Sunday, September 14, 2003
Robert Kagan's Bipolar Disorder. posted by Richard Seymour
"America is from Mars, Europe is from Venus", declares Robert Kagan in what is otherwise an elegant and concise treatment of a pressing topic, "Paradise and Power: America and Europe in the New World Order", 2003. The zeitgeisty references are presumably intended to elevate what is otherwise a slightly gnarly polemic, but these and the homely analogies he serves up as if to elucidate crucial arguments only raise doubts.Crucially, Kagan argues that Europe and America don't really agree on what the state of the world is or should be. The pretense that they do, a hangover from the Cold War, needs to be dropped if we are to understand present divergences of strategy. Europe's approach fundamentally derives from its weakness. Just as America was once "enamoured of this constraining egalitarian quality of international law" on account of its weakness and its liability to be kicked around by European powers, so Europe now wants to constrain other nations by rendering military power relatively unimportant compared to "soft" economic and political power. The changing opinions is a result, primarily, of two World Wars and one Cold War. The two world wars virtually destroyed the old European empires, three of them disintegrating in the first war, the rest collapsing not long after the second. The French and British were slowly forced to abandon old colonial property to the protective custody of the United States of America which had plucked "the torch of world leadership" from the "chilling hands" of the British. Europe, considerably weakened, feeling threatened by an emergent Russian empire on its Eastern borders and unable to project real power over any lengthy distance, relied upon America to underwrite the peace.

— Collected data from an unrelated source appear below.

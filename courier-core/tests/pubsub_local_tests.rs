//! Tests for local publish/dispatch behavior

use courier_core::config::BackpressurePolicy;
use courier_core::pubsub::{
    diagnostics_channel, Bus, BusBuilder, DiagnosticEvent, DispatchState, FaultKind,
    HandlerResult, InboundMessage, MessageHandler, PubSubError, SubscriptionId,
};
use std::sync::{Arc, Mutex};
use std::time::Duration;
use tokio::time::timeout;

type Received = Arc<Mutex<Vec<(String, Vec<u8>)>>>;

fn collector<C: Send + Sync + 'static>(received: &Received) -> impl MessageHandler<C> {
    let received = received.clone();
    move |msg: &InboundMessage, _: &C| -> HandlerResult {
        received
            .lock()
            .unwrap()
            .push((msg.channel.clone(), msg.payload.clone()));
        Ok(())
    }
}

fn channels(received: &Received) -> Vec<String> {
    received.lock().unwrap().iter().map(|(c, _)| c.clone()).collect()
}

fn payloads(received: &Received) -> Vec<Vec<u8>> {
    received.lock().unwrap().iter().map(|(_, p)| p.clone()).collect()
}

fn started_bus() -> Bus {
    let bus = Bus::new();
    bus.start().unwrap();
    bus
}

async fn flush(bus: &Bus) {
    timeout(Duration::from_secs(2), bus.flush())
        .await
        .expect("flush timed out")
        .unwrap();
}

#[tokio::test]
async fn test_literal_subscription_receives_payload() {
    let bus = started_bus();
    let received = Received::default();
    bus.subscribe("odom", false, collector(&received), ()).unwrap();

    bus.publish("odom", &[0x01, 0x02]).await.unwrap();
    flush(&bus).await;

    assert_eq!(*received.lock().unwrap(), vec![("odom".to_string(), vec![0x01, 0x02])]);
    bus.stop().await;
}

#[tokio::test]
async fn test_literal_match_is_exact() {
    let bus = started_bus();
    let received = Received::default();
    bus.subscribe("odom", false, collector(&received), ()).unwrap();

    for channel in ["ODOM", "odom2", "odo", "xodom"] {
        bus.publish(channel, b"x").await.unwrap();
    }
    bus.publish("odom", b"x").await.unwrap();
    flush(&bus).await;

    assert_eq!(channels(&received), vec!["odom"]);
    bus.stop().await;
}

#[tokio::test]
async fn test_regex_subscription_full_match() {
    let bus = started_bus();
    let sensors = Received::default();
    let letters = Received::default();
    bus.subscribe("sensor\\..*", true, collector(&sensors), ()).unwrap();
    bus.subscribe("A.*", true, collector(&letters), ()).unwrap();

    for channel in ["sensor.temp", "sensors", "ABC", "xABC"] {
        bus.publish(channel, b"").await.unwrap();
    }
    flush(&bus).await;

    assert_eq!(channels(&sensors), vec!["sensor.temp"]);
    assert_eq!(channels(&letters), vec!["ABC"]);
    bus.stop().await;
}

#[tokio::test]
async fn test_invalid_regex_rejected_at_subscribe() {
    let bus: Bus = Bus::new();
    let received = Received::default();

    let result = bus.subscribe("sensor(", true, collector(&received), ());
    assert!(matches!(result, Err(PubSubError::InvalidPattern { .. })));

    let long = "p".repeat(33);
    let result = bus.subscribe(&long, false, collector(&received), ());
    assert!(matches!(result, Err(PubSubError::PatternTooLong { len: 33, max: 32 })));

    assert!(bus.subscriptions().is_empty());
}

#[tokio::test]
async fn test_subscribers_invoked_in_registration_order() {
    let bus: Bus<&'static str> = Bus::new();
    bus.start().unwrap();

    let order = Arc::new(Mutex::new(Vec::new()));
    for name in ["first", "second", "third"] {
        let order = order.clone();
        bus.subscribe(
            "odom",
            false,
            move |_: &InboundMessage, ctx: &&'static str| -> HandlerResult {
                order.lock().unwrap().push(*ctx);
                Ok(())
            },
            name,
        )
        .unwrap();
    }

    bus.publish("odom", b"x").await.unwrap();
    timeout(Duration::from_secs(2), bus.flush()).await.unwrap().unwrap();

    assert_eq!(*order.lock().unwrap(), vec!["first", "second", "third"]);
    bus.stop().await;
}

#[tokio::test]
async fn test_unsubscribe_before_publish() {
    let bus = started_bus();
    let a = Received::default();
    let b = Received::default();
    let id_a = bus.subscribe("odom", false, collector(&a), ()).unwrap();
    bus.subscribe("odom", false, collector(&b), ()).unwrap();

    bus.unsubscribe(id_a).unwrap();
    bus.publish("odom", b"x").await.unwrap();
    flush(&bus).await;

    assert!(a.lock().unwrap().is_empty());
    assert_eq!(b.lock().unwrap().len(), 1);
    assert!(matches!(bus.unsubscribe(id_a), Err(PubSubError::NotFound(_))));
    bus.stop().await;
}

#[tokio::test]
async fn test_foreign_handle_not_found() {
    let bus_a: Bus = Bus::new();
    let bus_b: Bus = Bus::new();
    let received = Received::default();

    let id: SubscriptionId = bus_a.subscribe("odom", false, collector(&received), ()).unwrap();
    assert!(matches!(bus_b.unsubscribe(id), Err(PubSubError::NotFound(_))));
    assert_eq!(bus_a.subscriptions().len(), 1);
}

#[tokio::test]
async fn test_messages_delivered_in_order() {
    let bus = started_bus();
    let received = Received::default();
    bus.subscribe("seq", false, collector(&received), ()).unwrap();

    let expected: Vec<Vec<u8>> = (0..100u32).map(|i| i.to_be_bytes().to_vec()).collect();
    for payload in &expected {
        bus.publish("seq", payload).await.unwrap();
    }
    flush(&bus).await;

    assert_eq!(payloads(&received), expected);
    let stats = bus.stats();
    assert_eq!(stats.published, 100);
    assert_eq!(stats.dispatched, 100);
    assert_eq!(stats.delivered, 100);
    bus.stop().await;
}

#[tokio::test]
async fn test_drop_newest_when_full() {
    let bus: Bus = BusBuilder::new()
        .queue_capacity(2)
        .backpressure(BackpressurePolicy::DropNewest)
        .build()
        .unwrap();
    let received = Received::default();
    bus.subscribe("c", false, collector(&received), ()).unwrap();

    for payload in [b"1", b"2", b"3"] {
        // Loopback drops are not errors
        bus.publish("c", payload).await.unwrap();
    }
    assert_eq!(bus.dropped_message_count(), 1);
    assert_eq!(bus.stats().queued, 2);

    bus.start().unwrap();
    flush(&bus).await;

    assert_eq!(payloads(&received), vec![b"1".to_vec(), b"2".to_vec()]);
    assert_eq!(bus.stats().dropped, 1);
    bus.stop().await;
}

#[tokio::test]
async fn test_drop_oldest_when_full() {
    let bus: Bus = BusBuilder::new()
        .queue_capacity(2)
        .backpressure(BackpressurePolicy::DropOldest)
        .build()
        .unwrap();
    let received = Received::default();
    bus.subscribe("c", false, collector(&received), ()).unwrap();

    for payload in [b"1", b"2", b"3"] {
        bus.publish("c", payload).await.unwrap();
    }
    assert_eq!(bus.dropped_message_count(), 1);

    bus.start().unwrap();
    flush(&bus).await;

    assert_eq!(payloads(&received), vec![b"2".to_vec(), b"3".to_vec()]);
    bus.stop().await;
}

#[tokio::test]
async fn test_block_policy_waits_for_room() {
    let bus: Bus = BusBuilder::new()
        .queue_capacity(1)
        .backpressure(BackpressurePolicy::Block)
        .build()
        .unwrap();
    let received = Received::default();
    bus.subscribe("c", false, collector(&received), ()).unwrap();

    bus.publish("c", b"1").await.unwrap();

    let publisher = bus.clone();
    let mut blocked = tokio::spawn(async move { publisher.publish("c", b"2").await });
    assert!(timeout(Duration::from_millis(50), &mut blocked).await.is_err());

    // try_publish never waits; under Block a full queue drops
    bus.try_publish("c", b"x").unwrap();
    assert_eq!(bus.dropped_message_count(), 1);

    bus.start().unwrap();
    timeout(Duration::from_secs(2), blocked).await.unwrap().unwrap().unwrap();
    flush(&bus).await;

    assert_eq!(payloads(&received), vec![b"1".to_vec(), b"2".to_vec()]);
    bus.stop().await;
}

#[tokio::test]
async fn test_faulting_callback_does_not_block_others() {
    let (sink, mut events) = diagnostics_channel(16);
    let bus: Bus = BusBuilder::new().diagnostics(sink).build().unwrap();
    bus.start().unwrap();

    let received = Received::default();
    let failing = bus
        .subscribe(
            "c",
            false,
            |_: &InboundMessage, _: &()| -> HandlerResult { Err("decode failed".into()) },
            (),
        )
        .unwrap();
    let panicking = bus
        .subscribe(
            "c",
            false,
            |_: &InboundMessage, _: &()| -> HandlerResult { panic!("handler bug") },
            (),
        )
        .unwrap();
    bus.subscribe("c", false, collector(&received), ()).unwrap();

    bus.publish("c", b"1").await.unwrap();
    bus.publish("c", b"2").await.unwrap();
    flush(&bus).await;

    assert_eq!(payloads(&received), vec![b"1".to_vec(), b"2".to_vec()]);
    let stats = bus.stats();
    assert_eq!(stats.callback_faults, 4);
    assert_eq!(stats.delivered, 2);
    assert_ne!(bus.state(), DispatchState::Stopped);

    let mut faults = Vec::new();
    while let Ok(event) = events.try_recv() {
        if let DiagnosticEvent::CallbackFault(fault) = event {
            faults.push((fault.subscription, fault.kind));
        }
    }
    assert_eq!(faults.len(), 4);
    assert_eq!(faults[0], (failing, FaultKind::Error("decode failed".to_string())));
    assert_eq!(faults[1], (panicking, FaultKind::Panic("handler bug".to_string())));
    bus.stop().await;
}

#[tokio::test]
async fn test_callbacks_can_reenter_the_bus() {
    let bus = started_bus();
    let echoes = Received::default();
    let own_id: Arc<Mutex<Option<SubscriptionId>>> = Arc::default();

    let weak = bus.downgrade();
    let own = own_id.clone();
    let echo_sink = echoes.clone();
    let id = bus
        .subscribe(
            "trigger",
            false,
            move |_: &InboundMessage, _: &()| -> HandlerResult {
                let bus = weak.upgrade().ok_or("bus gone")?;
                bus.subscribe("echo", false, collector(&echo_sink), ())?;
                if let Some(id) = own.lock().unwrap().take() {
                    bus.unsubscribe(id)?;
                }
                bus.try_publish("echo", b"hi")?;
                Ok(())
            },
            (),
        )
        .unwrap();
    *own_id.lock().unwrap() = Some(id);

    bus.publish("trigger", b"").await.unwrap();
    flush(&bus).await;
    // The echo was enqueued during dispatch; flush again to cover it
    flush(&bus).await;

    bus.publish("trigger", b"").await.unwrap();
    flush(&bus).await;

    assert_eq!(*echoes.lock().unwrap(), vec![("echo".to_string(), b"hi".to_vec())]);
    assert_eq!(bus.subscriptions().len(), 1);
    assert_eq!(bus.stats().callback_faults, 0);
    bus.stop().await;
}

#[tokio::test]
async fn test_pause_and_resume() {
    let bus = started_bus();
    let received = Received::default();
    bus.subscribe("c", false, collector(&received), ()).unwrap();

    bus.pause();
    assert!(bus.is_paused());
    bus.publish("c", b"1").await.unwrap();
    bus.publish("c", b"2").await.unwrap();

    assert!(timeout(Duration::from_millis(50), bus.flush()).await.is_err());
    assert!(received.lock().unwrap().is_empty());
    assert_eq!(bus.state(), DispatchState::Paused);

    bus.resume();
    flush(&bus).await;
    assert_eq!(payloads(&received), vec![b"1".to_vec(), b"2".to_vec()]);
    bus.stop().await;
}

#[tokio::test(flavor = "multi_thread", worker_threads = 2)]
async fn test_stop_lets_in_flight_dispatch_finish() {
    let bus = started_bus();
    let started = Arc::new(tokio::sync::Notify::new());
    let finished = Arc::new(Mutex::new(false));
    let received = Received::default();

    let (started_tx, finished_tx) = (started.clone(), finished.clone());
    bus.subscribe(
        "slow",
        false,
        move |_: &InboundMessage, _: &()| -> HandlerResult {
            started_tx.notify_one();
            std::thread::sleep(Duration::from_millis(100));
            *finished_tx.lock().unwrap() = true;
            Ok(())
        },
        (),
    )
    .unwrap();
    bus.subscribe("later", false, collector(&received), ()).unwrap();

    bus.publish("slow", b"").await.unwrap();
    bus.publish("later", b"").await.unwrap();
    timeout(Duration::from_secs(2), started.notified()).await.unwrap();

    timeout(Duration::from_secs(2), bus.stop()).await.unwrap();

    assert!(*finished.lock().unwrap());
    assert!(received.lock().unwrap().is_empty());
    assert_eq!(bus.state(), DispatchState::Stopped);
    assert!(matches!(bus.publish("later", b"").await, Err(PubSubError::Closed)));
}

While the American government was eager for European countries to raise the military expenditure and share the burden of imperial power more equally, the European electorate would not sacrafice the social programmes or pay the additional taxes necessary to sustain this kind of investment. And while America was content to accept responsibility for the security and prosperity of the free world, Europe was content to abide its terms. Ostpolitik and gaullism were manifestations of the drive both toward independence and away from reliance on American protection which was seen as too confrontational, too willing to have a fight. Here, Kagan offers the first of his down-home analogies. Quoting a European official who says "[w]hen you have a hammer, all problems start to look like nails", retorts that "[t]his is true. But... [w]hen you don't have a hammer, you don't want anything to look like a nail."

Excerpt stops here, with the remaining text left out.